= Environmental impact design =

Aims to benefit the environment

Environmental impact design (EID) is the design of development projects so as to achieve positive environmental objectives that benefit the environment and raise the stock of public goods.

== Examples ==
Examples of EID include:
- Habitat creation as a result of afforestation projects that can "expand forest resources and reduce the gap between timber production and consumption." An example is the China Afforestation Project.
- Coastal management projects that strengthens biodiversity and promotes sustainable use of biological resources.
- Flood defense projects that improve livability in flood-prone areas by reducing future losses. Flood preparedness and mitigation systems can aid in handling periodic flooding.
- Bridge designs such as concrete bridges that are sustainable, recyclable, durable and can be built quickly, reducing greenhouse gas emissions caused by traffic delays and construction equipment.

== Types ==
Environmental impact design impacts can be broken down into three types:
- Direct impacts: caused by the project and building process, such as land consumption, erosion and loss of vegetation.
- Indirect impacts: side-effects of a project such as degradation of surface water quality from erosion of land cleared as a result of a project. Over time, indirect impacts can affect larger geographical areas.
- Cumulative impacts: synergistic effects such as the impairment of water regulation and filtering capabilities of wetland systems due to construction.

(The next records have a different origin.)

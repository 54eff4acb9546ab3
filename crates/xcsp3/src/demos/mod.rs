//! Example [`xcsp3_parse::CallbackBank`] sinks, grounded on the two
//! reference callback banks shipped with the original C++ parser:
//! `XCSP3SummaryCallbacks.h` and `XCSP3PrintCallbacks.h`. Neither is
//! required to use the parser — a caller can always implement
//! `CallbackBank` directly — but both make good smoke tests for the
//! CLI and a starting point for a real sink.

pub mod print;
pub mod summary;

pub use print::PrintBank;
pub use summary::SummaryBank;
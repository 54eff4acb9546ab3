//! Error types shared by every stage of the XCSP3 pipeline.

use thiserror::Error;

/// Convenience alias used end-to-end: every fallible operation in this
/// workspace returns `xcsp3_diagnostic::Result<T>`.
pub type Result<T> = std::result::Result<T, ParseError>;

/// The fatal error kinds a streaming XCSP3 parse can raise.
///
/// These map onto the `throw`/`std::runtime_error` sites scattered across
/// the original C++ implementation: XCSP3 parsing has no recoverable-error
/// model, so any of these aborts the parse.
#[derive(Debug, Error)]
pub enum ParseError {
    #[error("malformed XML at byte {offset}: {message}")]
    MalformedXml { offset: usize, message: String },

    #[error("domain is not a strictly increasing sequence: {message}")]
    DomainFormatError { message: String },

    #[error("malformed compact notation at position {position}: {fragment}")]
    CompactSyntaxError { position: usize, fragment: String },

    #[error("unexpected text under <{tag}>, which forbids character data")]
    UnexpectedTextError { tag: String },

    #[error("no handler registered for tag <{name}>")]
    UnknownTagError { name: String },

    #[error("<{tag}> expected parent <{expected_parent}>, found <{actual_parent}>")]
    ParentMismatchError {
        tag: String,
        expected_parent: String,
        actual_parent: String,
    },

    #[error("unknown variable reference: {name}")]
    UnknownVariable { name: String },

    #[error("malformed expression: {message}")]
    ExpressionSyntaxError { message: String },

    #[error("'in'/'notin' operand is not a set: {message}")]
    UnsupportedSetOperandError { message: String },

    #[error("constraint '{id}' has the wrong number of arguments: {message}")]
    ConstraintArityError { id: String, message: String },

    #[error("group or slide template references unresolved parameter %{index}")]
    UnresolvedParameter { index: u32 },

    #[error("unsupported or unrecognised constraint shape: {message}")]
    UnsupportedConstruct { message: String },
}
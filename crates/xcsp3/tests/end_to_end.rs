//! End-to-end coverage driving complete XML documents through
//! [`xcsp3::parse_document`] and inspecting the resulting callback
//! trace and [`xcsp3_ir::Instance`], one scenario per canonical
//! XCSP3 feature: domains, canonicalisation, group/slide unfolding,
//! nValues specialisation, and extension tuples with `*`.

use xcsp3_ir::{OrderType, TupleValue};
use xcsp3_parse::{CallbackBank, ParserConfig, Tuple};

#[derive(Default)]
struct RecordingBank {
    ranges: Vec<(String, i64, i64)>,
    enums: Vec<(String, Vec<i64>)>,
    primitives: Vec<(String, OrderType, String, i64)>,
    all_equal: Vec<(String, Vec<String>)>,
    nvalues: Vec<String>,
    extensions: Vec<(String, Vec<String>, Vec<Vec<TupleValue>>, bool)>,
}

impl CallbackBank for RecordingBank {
    fn build_variable_integer_range(&mut self, id: &str, min: i64, max: i64) {
        self.ranges.push((id.to_string(), min, max));
    }

    fn build_variable_integer_enum(&mut self, id: &str, values: &[i64]) {
        self.enums.push((id.to_string(), values.to_vec()));
    }

    fn build_constraint_primitive_var_rel_const(&mut self, id: &str, op: OrderType, x: &str, k: i64) {
        self.primitives.push((id.to_string(), op, x.to_string(), k));
    }

    fn build_constraint_all_equal(&mut self, id: &str, list: &[&str]) {
        self.all_equal.push((id.to_string(), list.iter().map(|s| s.to_string()).collect()));
    }

    fn build_constraint_nvalues(&mut self, id: &str, _list: &[&str], _except: &[i64], _condition: &xcsp3_ir::Condition) {
        self.nvalues.push(id.to_string());
    }

    fn build_constraint_extension(&mut self, id: &str, list: &[&str], tuples: &[Tuple<'_>], is_support: bool) {
        self.extensions.push((
            id.to_string(),
            list.iter().map(|s| s.to_string()).collect(),
            tuples.iter().map(|t| t.to_vec()).collect(),
            is_support,
        ));
    }
}

fn parse(xml: &str) -> (xcsp3_ir::Instance, RecordingBank) {
    let mut bank = RecordingBank::default();
    let instance = xcsp3::parse_document(xml, ParserConfig::default(), &mut bank).expect("document parses");
    (instance, bank)
}

#[test]
fn range_domain_is_reported_as_a_single_interval() {
    let xml = r#"
        <instance type="CSP">
            <variables>
                <var id="x"> 0..3 </var>
            </variables>
            <constraints/>
        </instance>
    "#;
    let (_, bank) = parse(xml);
    assert_eq!(bank.ranges, vec![("x".to_string(), 0, 3)]);
    assert!(bank.enums.is_empty());
}

#[test]
fn enumerated_domain_with_a_gap_is_reported_as_explicit_values() {
    let xml = r#"
        <instance type="CSP">
            <variables>
                <var id="y"> 1 3 5 </var>
            </variables>
            <constraints/>
        </instance>
    "#;
    let (_, bank) = parse(xml);
    assert_eq!(bank.enums, vec![("y".to_string(), vec![1, 3, 5])]);
    assert!(bank.ranges.is_empty());
}

#[test]
fn canonicalisation_recognises_not_of_lt_as_a_primitive_ge() {
    let xml = r#"
        <instance type="CSP">
            <variables>
                <var id="x"> 0..10 </var>
            </variables>
            <constraints>
                <intension id="c1">not(lt(add(x,1),5))</intension>
            </constraints>
        </instance>
    "#;
    let (instance, bank) = parse(xml);
    assert_eq!(bank.primitives, vec![("c1".to_string(), OrderType::Ge, "x".to_string(), 4)]);
    assert_eq!(instance.constraints.len(), 1);
}

#[test]
fn group_unfolding_instantiates_each_argument_row_in_order() {
    let xml = r#"
        <instance type="CSP">
            <variables>
                <var id="x"> 0..10 </var>
                <var id="y"> 0..10 </var>
            </variables>
            <constraints>
                <group id="g1">
                    <intension>eq(%0,%1)</intension>
                    <args>x 1</args>
                    <args>y 2</args>
                </group>
            </constraints>
        </instance>
    "#;
    let (_, bank) = parse(xml);
    assert_eq!(
        bank.primitives,
        vec![
            ("g1".to_string(), OrderType::Eq, "x".to_string(), 1),
            ("g1".to_string(), OrderType::Eq, "y".to_string(), 2),
        ]
    );
}

#[test]
fn circular_slide_wraps_the_last_window_back_to_the_first_element() {
    let xml = r#"
        <instance type="CSP">
            <variables>
                <var id="a"> 0..1 </var>
                <var id="b"> 0..1 </var>
                <var id="c"> 0..1 </var>
                <var id="d"> 0..1 </var>
            </variables>
            <constraints>
                <slide id="s1" circular="true">
                    <list> a b c d </list>
                    <intension>ne(%0,%1)</intension>
                </slide>
            </constraints>
        </instance>
    "#;
    let (instance, _bank) = parse(xml);
    assert_eq!(instance.constraints.len(), 4);
    let pairs: Vec<(String, String)> = instance
        .constraints
        .iter()
        .map(|c| match &c.kind {
            xcsp3_ir::ConstraintKind::Intension { tree } => match instance.exprs.get(*tree) {
                xcsp3_ir::ExprKind::Ne(list) => {
                    let children = instance.exprs.list(list);
                    let name_of = |id: xcsp3_ir::ExprId| match instance.exprs.get(id) {
                        xcsp3_ir::ExprKind::Var(n) => instance.names.resolve(n).to_string(),
                        other => panic!("expected a variable leaf, got {other:?}"),
                    };
                    (name_of(children[0]), name_of(children[1]))
                }
                other => panic!("unexpected canonical form {other:?}"),
            },
            other => panic!("unexpected constraint kind {other:?}"),
        })
        .collect();
    assert_eq!(
        pairs,
        vec![
            ("a".to_string(), "b".to_string()),
            ("b".to_string(), "c".to_string()),
            ("c".to_string(), "d".to_string()),
            ("d".to_string(), "a".to_string()),
        ]
    );
}

#[test]
fn nvalues_with_condition_eq_one_specialises_to_all_equal() {
    let xml = r#"
        <instance type="CSP">
            <variables>
                <var id="x"> 0..5 </var>
                <var id="y"> 0..5 </var>
                <var id="z"> 0..5 </var>
            </variables>
            <constraints>
                <nValues id="n1">
                    <list>x y z</list>
                    <condition>(eq,1)</condition>
                </nValues>
            </constraints>
        </instance>
    "#;
    let (_, bank) = parse(xml);
    assert_eq!(bank.all_equal, vec![("n1".to_string(), vec!["x".to_string(), "y".to_string(), "z".to_string()])]);
    assert!(bank.nvalues.is_empty());
}

#[test]
fn extension_tuple_with_a_star_keeps_the_wildcard_in_place() {
    let xml = r#"
        <instance type="CSP">
            <variables>
                <var id="x"> 0..3 </var>
                <var id="y"> 0..3 </var>
                <var id="z"> 0..3 </var>
            </variables>
            <constraints>
                <extension id="e1">
                    <list>x y z</list>
                    <supports>(1,*,3)</supports>
                </extension>
            </constraints>
        </instance>
    "#;
    let (_, bank) = parse(xml);
    assert_eq!(bank.extensions.len(), 1);
    let (id, list, tuples, is_support) = &bank.extensions[0];
    assert_eq!(id, "e1");
    assert_eq!(list, &vec!["x".to_string(), "y".to_string(), "z".to_string()]);
    assert!(is_support);
    assert_eq!(tuples.len(), 1);
    assert_eq!(tuples[0], vec![TupleValue::Value(1), TupleValue::Star, TupleValue::Value(3)]);
    assert!(tuples[0].contains(&TupleValue::Star));
}
#[cfg(test)]
mod tests {
    use super::*;
    use xcsp3_ir::{ExprKind, GroupTemplate};

    #[test]
    fn group_instantiation_substitutes_placeholders_in_order() {
        let mut names = NameInterner::new();
        let mut arena = ExprArena::new();
        let p0 = names.intern("%0");
        let p1 = names.intern("%1");
        let x1 = names.intern("x1");
        let x2 = names.intern("x2");
        let x3 = names.intern("x3");
        let x4 = names.intern("x4");

        let template = ConstraintKind::AllEqual { list: vec![p0, p1] };
        let group = GroupTemplate {
            id: "g".into(),
            classes: Vec::new(),
            template,
            arguments: vec![vec![x1, x2], vec![x3, x4]],
        };

        let rows = unfold_group(&names, &mut arena, &group).unwrap();
        assert_eq!(rows.len(), 2);
        match &rows[0] {
            ConstraintKind::AllEqual { list } => assert_eq!(list, &[x1, x2]),
            other => panic!("unexpected {other:?}"),
        }
        match &rows[1] {
            ConstraintKind::AllEqual { list } => assert_eq!(list, &[x3, x4]),
            other => panic!("unexpected {other:?}"),
        }
    }

    #[test]
    fn expression_template_substitutes_param_leaves() {
        let mut names = NameInterner::new();
        let mut arena = ExprArena::new();
        let x = names.intern("x5");
        let k = arena.insert(ExprKind::Long(3));
        let param = arena.insert(ExprKind::Param(0));
        let tree = arena.insert(ExprKind::Le(param, k));

        let substituted = substitute_expr(&names, &mut arena, &[x], tree).unwrap();
        match arena.get(substituted) {
            ExprKind::Le(a, _) => assert_eq!(arena.get(a), ExprKind::Var(x)),
            other => panic!("unexpected {other:?}"),
        }
    }

    #[test]
    fn numeral_argument_substitutes_as_a_constant() {
        let mut names = NameInterner::new();
        let mut arena = ExprArena::new();
        let x = names.intern("x");
        let one = names.intern("1");
        let p0 = arena.insert(ExprKind::Param(0));
        let p1 = arena.insert(ExprKind::Param(1));
        let tree = arena.insert(ExprKind::Eq(arena.push_list(&[p0, p1])));

        let substituted = substitute_expr(&names, &mut arena, &[x, one], tree).unwrap();
        match arena.get(substituted) {
            ExprKind::Eq(list) => {
                let children = arena.list(list).to_vec();
                assert_eq!(arena.get(children[0]), ExprKind::Var(x));
                assert_eq!(arena.get(children[1]), ExprKind::Long(1));
            }
            other => panic!("unexpected {other:?}"),
        }
    }

    #[test]
    fn out_of_range_placeholder_is_an_error() {
        let mut names = NameInterner::new();
        let p3 = names.intern("%3");
        let x1 = names.intern("x1");
        let result = substitute_name(&names, &[x1], p3);
        assert!(result.is_err());
    }
}
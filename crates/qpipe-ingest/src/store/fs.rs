//! Directory-backed artifact store

use super::ArtifactStore;
use crate::error::{IngestError, Result};
use async_trait::async_trait;
use std::path::{Path, PathBuf};
use tracing::debug;
use uuid::Uuid;

pub struct FsArtifactStore {
    root: PathBuf,
}

impl FsArtifactStore {
    /// Use `root` as the artifact directory, creating it if needed
    pub async fn new(root: impl AsRef<Path>) -> Result<Self> {
        let root = root.as_ref().to_path_buf();
        tokio::fs::create_dir_all(&root)
            .await
            .map_err(|e| IngestError::storage(root.display().to_string(), e))?;

        Ok(Self { root })
    }

    pub fn root(&self) -> &Path {
        &self.root
    }

    /// Where an artifact with `name` lives
    pub fn path_for(&self, name: &str) -> PathBuf {
        self.root.join(name)
    }
}

#[async_trait]
impl ArtifactStore for FsArtifactStore {
    async fn put(&self, name: &str, content: &[u8]) -> Result<String> {
        let target = self.path_for(name);
        // Write next to the target and rename so readers never see a partial file.
        // Each write stages under its own name; concurrent writers of one
        // artifact race only on the rename, and the last rename wins.
        let staging = self.root.join(format!(".{}.{}.partial", name, Uuid::new_v4()));

        if let Err(e) = tokio::fs::write(&staging, content).await {
            let _ = tokio::fs::remove_file(&staging).await;
            return Err(IngestError::storage(name, e));
        }
        if let Err(e) = tokio::fs::rename(&staging, &target).await {
            let _ = tokio::fs::remove_file(&staging).await;
            return Err(IngestError::storage(name, e));
        }

        debug!(path = %target.display(), bytes = content.len(), "Artifact written");
        Ok(target.display().to_string())
    }
}
//! Message codec
//!
//! Records travel through the queue as JSON objects whose values are all
//! strings. The queue carries text bodies, so payloads are `String`s.

use crate::error::{IngestError, Result};
use crate::record::Record;

/// Serialize a record into a message body
pub fn encode(record: &Record) -> Result<String> {
    serde_json::to_string(record)
        .map_err(|e| IngestError::malformed(format!("record did not serialize: {}", e)))
}

/// Rebuild a record from a message body.
///
/// Anything other than a flat JSON object of string values with distinct
/// field names is rejected.
pub fn decode(body: &str) -> Result<Record> {
    serde_json::from_str(body).map_err(|e| IngestError::malformed(format!("undecodable body: {}", e)))
}

#[cfg(test)]
#[allow(clippy::unwrap_used, clippy::expect_used)]
mod tests {
    use super::*;
    use proptest::prelude::*;

    fn sample() -> Record {
        [
            ("country", "Côte d'Ivoire"),
            ("quote", "he said \"hi\""),
            ("empty", ""),
            ("multi", "line\nbreak"),
        ]
        .into_iter()
        .collect()
    }

    #[test]
    fn test_round_trip() {
        let record = sample();
        let decoded = decode(&encode(&record).unwrap()).unwrap();
        assert_eq!(decoded, record);
        assert_eq!(
            decoded.fields().collect::<Vec<_>>(),
            record.fields().collect::<Vec<_>>()
        );
    }

    #[test]
    fn test_empty_record_round_trip() {
        let record = Record::new();
        assert_eq!(encode(&record).unwrap(), "{}");
        assert_eq!(decode("{}").unwrap(), record);
    }

    #[test]
    fn test_decode_rejects_garbage() {
        for body in [
            "",
            "not json",
            "[1,2]",
            "{\"country\": 5}",
            "{\"a\": {\"b\": \"c\"}}",
            "{\"country\":\"A\",\"country\":\"B\"}",
        ] {
            assert!(
                matches!(decode(body), Err(IngestError::MalformedPayload(_))),
                "accepted {body:?}"
            );
        }
    }

    fn text() -> impl Strategy<Value = String> {
        prop_oneof![
            Just(String::new()),
            any::<String>(),
            r#"[a-zA-Z "'\\\t\n\r\x00\x1féü中€]{0,12}"#,
        ]
    }

    proptest! {
        #[test]
        fn test_round_trip_any_record(pairs in prop::collection::vec((text(), text()), 0..10)) {
            let record: Record = pairs.into_iter().collect();
            let decoded = decode(&encode(&record).unwrap()).unwrap();

            prop_assert_eq!(&decoded, &record);
            prop_assert_eq!(
                decoded.iter().collect::<Vec<_>>(),
                record.iter().collect::<Vec<_>>()
            );
        }
    }
}
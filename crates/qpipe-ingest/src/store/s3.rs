//! S3-backed artifact store

use super::ArtifactStore;
use crate::config::StoreConfig;
use crate::error::{IngestError, Result};
use async_trait::async_trait;
use aws_sdk_s3::config::Region;
use aws_sdk_s3::error::DisplayErrorContext;
use aws_sdk_s3::primitives::ByteStream;
use aws_sdk_s3::Client;
use tracing::{debug, info, instrument};

#[derive(Clone)]
pub struct S3ArtifactStore {
    client: Client,
    bucket: String,
    prefix: String,
}

impl S3ArtifactStore {
    pub async fn new(config: &StoreConfig) -> Result<Self> {
        let bucket = config
            .bucket
            .clone()
            .ok_or_else(|| IngestError::config("S3 store requires a bucket"))?;

        let mut loader = aws_config::defaults(aws_config::BehaviorVersion::latest())
            .region(Region::new(config.region.clone()));

        if let Some(endpoint) = &config.endpoint {
            loader = loader.endpoint_url(endpoint);
        }

        let shared = loader.load().await;
        let s3_config = aws_sdk_s3::config::Builder::from(&shared)
            .force_path_style(config.endpoint.is_some())
            .build();

        info!(bucket = %bucket, prefix = %config.prefix, "S3 artifact store initialized");

        Ok(Self {
            client: Client::from_conf(s3_config),
            bucket,
            prefix: config.prefix.clone(),
        })
    }

    /// Object key for an artifact name
    pub fn build_key(&self, name: &str) -> String {
        let prefix = self.prefix.trim_matches('/');
        if prefix.is_empty() {
            name.to_string()
        } else {
            format!("{}/{}", prefix, name)
        }
    }
}

#[async_trait]
impl ArtifactStore for S3ArtifactStore {
    #[instrument(skip(self, content), fields(bucket = %self.bucket))]
    async fn put(&self, name: &str, content: &[u8]) -> Result<String> {
        let key = self.build_key(name);
        debug!("Uploading {} bytes to s3://{}/{}", content.len(), self.bucket, key);

        self.client
            .put_object()
            .bucket(&self.bucket)
            .key(&key)
            .content_type("application/json")
            .body(ByteStream::from(content.to_vec()))
            .send()
            .await
            .map_err(|e| IngestError::storage(name, DisplayErrorContext(&e)))?;

        Ok(format!("s3://{}/{}", self.bucket, key))
    }
}
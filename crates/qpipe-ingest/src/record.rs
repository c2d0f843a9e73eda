//! Tabular record type

use indexmap::map::Entry;
use indexmap::IndexMap;
use serde::de::{self, MapAccess, Visitor};
use serde::{Deserialize, Deserializer, Serialize};
use std::fmt;

/// One row of an input file, keyed by the file's header.
///
/// Fields keep the order of the header. Equality compares the mapping only,
/// so two records with the same fields in a different order are equal.
#[derive(Debug, Clone, Default, Serialize)]
#[serde(transparent)]
pub struct Record(IndexMap<String, String>);

impl Record {
    pub fn new() -> Self {
        Self::default()
    }

    pub fn insert(&mut self, field: impl Into<String>, value: impl Into<String>) {
        self.0.insert(field.into(), value.into());
    }

    pub fn get(&self, field: &str) -> Option<&str> {
        self.0.get(field).map(String::as_str)
    }

    pub fn len(&self) -> usize {
        self.0.len()
    }

    pub fn is_empty(&self) -> bool {
        self.0.is_empty()
    }

    pub fn fields(&self) -> impl Iterator<Item = &str> {
        self.0.keys().map(String::as_str)
    }

    pub fn iter(&self) -> impl Iterator<Item = (&str, &str)> {
        self.0.iter().map(|(k, v)| (k.as_str(), v.as_str()))
    }
}

impl PartialEq for Record {
    fn eq(&self, other: &Self) -> bool {
        self.len() == other.len() && self.iter().all(|(k, v)| other.get(k) == Some(v))
    }
}

impl Eq for Record {}

impl<K: Into<String>, V: Into<String>> FromIterator<(K, V)> for Record {
    fn from_iter<I: IntoIterator<Item = (K, V)>>(iter: I) -> Self {
        Self(iter.into_iter().map(|(k, v)| (k.into(), v.into())).collect())
    }
}

/// Deserializes a flat object of strings, rejecting repeated field names
impl<'de> Deserialize<'de> for Record {
    fn deserialize<D: Deserializer<'de>>(deserializer: D) -> Result<Self, D::Error> {
        struct RecordVisitor;

        impl<'de> Visitor<'de> for RecordVisitor {
            type Value = Record;

            fn expecting(&self, f: &mut fmt::Formatter<'_>) -> fmt::Result {
                f.write_str("an object of string fields")
            }

            fn visit_map<A: MapAccess<'de>>(self, mut map: A) -> Result<Record, A::Error> {
                let mut fields = IndexMap::with_capacity(map.size_hint().unwrap_or(0));
                while let Some((field, value)) = map.next_entry::<String, String>()? {
                    match fields.entry(field) {
                        Entry::Occupied(entry) => {
                            return Err(de::Error::custom(format_args!(
                                "duplicate field `{}`",
                                entry.key()
                            )));
                        },
                        Entry::Vacant(entry) => {
                            entry.insert(value);
                        },
                    }
                }
                Ok(Record(fields))
            }
        }

        deserializer.deserialize_map(RecordVisitor)
    }
}

#[cfg(test)]
#[allow(clippy::unwrap_used, clippy::expect_used)]
mod tests {
    use super::*;

    #[test]
    fn test_insertion_order_is_kept() {
        let record: Record = [("country", "France"), ("code", "FR"), ("region", "EU")]
            .into_iter()
            .collect();
        assert_eq!(record.fields().collect::<Vec<_>>(), ["country", "code", "region"]);
    }

    #[test]
    fn test_equality_ignores_order() {
        let a: Record = [("a", "1"), ("b", "2")].into_iter().collect();
        let b: Record = [("b", "2"), ("a", "1")].into_iter().collect();
        let c: Record = [("a", "1"), ("b", "3")].into_iter().collect();
        assert_eq!(a, b);
        assert_ne!(a, c);
    }

    #[test]
    fn test_deserialize_keeps_field_order() {
        let record: Record = serde_json::from_str(r#"{"b":"2","a":"1"}"#).unwrap();
        assert_eq!(record.fields().collect::<Vec<_>>(), ["b", "a"]);
    }

    #[test]
    fn test_deserialize_rejects_duplicate_fields() {
        let err = serde_json::from_str::<Record>(r#"{"country":"A","country":"B"}"#).unwrap_err();
        assert!(err.to_string().contains("duplicate field `country`"));
    }
}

Environmental impacts of design must consider the site of the project.

Environmental Impact Design should address issues revealed by Environmental impact assessments (EIA). EID looks for ways to minimize costs to the developer, while maximizing the benefit to the environment.

== Construction ==
Historically in construction, the needs of the owner were paramount, as constrained by local laws and policies, such as building safety and zoning. EID broadens those concerns to encompass environmental impacts. Low impact development and ecologically focused building practices originated in Germany following World War II. The widespread destruction and a large homeless population gave Germans the chance to refocus building practices. Prefabrication was adopted in both East and West Germany where, in the 1950s and 60s, modular construction systems were developed for residential buildings.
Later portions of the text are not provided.